I have noticed a difference within my body yeah
Just feel not quiet myself
Today's my day 11 and I think I'm ovulating today as I've got
A very sensitive stomach to touch and when I sit down get belly ache x


----------



## sweetcupcake (Jul 29, 2012)

ooo fingers crossed for you  get BD'ing !!!! Are you having any scans or bloods etc to check for ov?
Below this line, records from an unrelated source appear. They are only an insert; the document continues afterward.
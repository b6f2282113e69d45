//! Inbound events, as handed over by a transport.

use std::fmt;

/// Identifies one conversation (a chat, for Telegram).
#[derive(Debug, Clone, Copy, PartialEq, Eq, Hash, PartialOrd, Ord)]
pub struct ConversationId(pub i64);

impl fmt::Display for ConversationId {
    fn fmt(&self, f: &mut fmt::Formatter<'_>) -> fmt::Result {
        write!(f, "{}", self.0)
    }
}

/// Commands understood by the session. Arguments are the raw text after the
/// command word.
#[derive(Debug, Clone, PartialEq, Eq)]
pub enum SessionCommand {
    /// Greeting and usage; resets the session
    Start,
    /// Usage; resets the session
    Help,
    /// Drop any pending batch
    Cancel,
    /// Single identity check, inline identity batch, or prompt for one
    CheckIdentity(String),
    /// Identity batch from a remote table
    IdentityUrl(String),
    /// SIM status batch inline, or prompt for one
    SimStatus(String),
    /// SIM status batch from a remote table
    SimStatusUrl(String),
}

/// Everything a conversation can receive.
#[derive(Debug, Clone, PartialEq, Eq)]
pub enum InboundEvent {
    /// A recognized command
    Command(SessionCommand),
    /// Plain text message
    Text(String),
    /// Payload of a pressed prompt option
    ButtonPress(String),
}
Also what dosage are you on?
I'm hoping I OV on 50mg so I don't need to take any higher doses
x


----------



## Kllkkl2006 (Jan 15, 2012)

I'm having day 21 bloods and I'm on 50mg
I'm deffo feeling something in the region today Started doing Bms
Last night needs to do every 2-3 days so sperms good
I've not used OPK as apparently a waste of money but I'm
Tempted by what I'm feeling to test xx


----------



## sweetcupcake (Jul 29, 2012)

yeah, i've never got on with OPK's. I don't think its something I will be wasting my money on either. Will just let the docs tell me if i OV and will prob chart temps again too.
Just took my first doses of Norethisterone today to start my AF. Need to take this 3x a day for 7 days. So should be starting Clomid next week. Eeeek!!
Trying not to get my hopes up, but its pretty exciting.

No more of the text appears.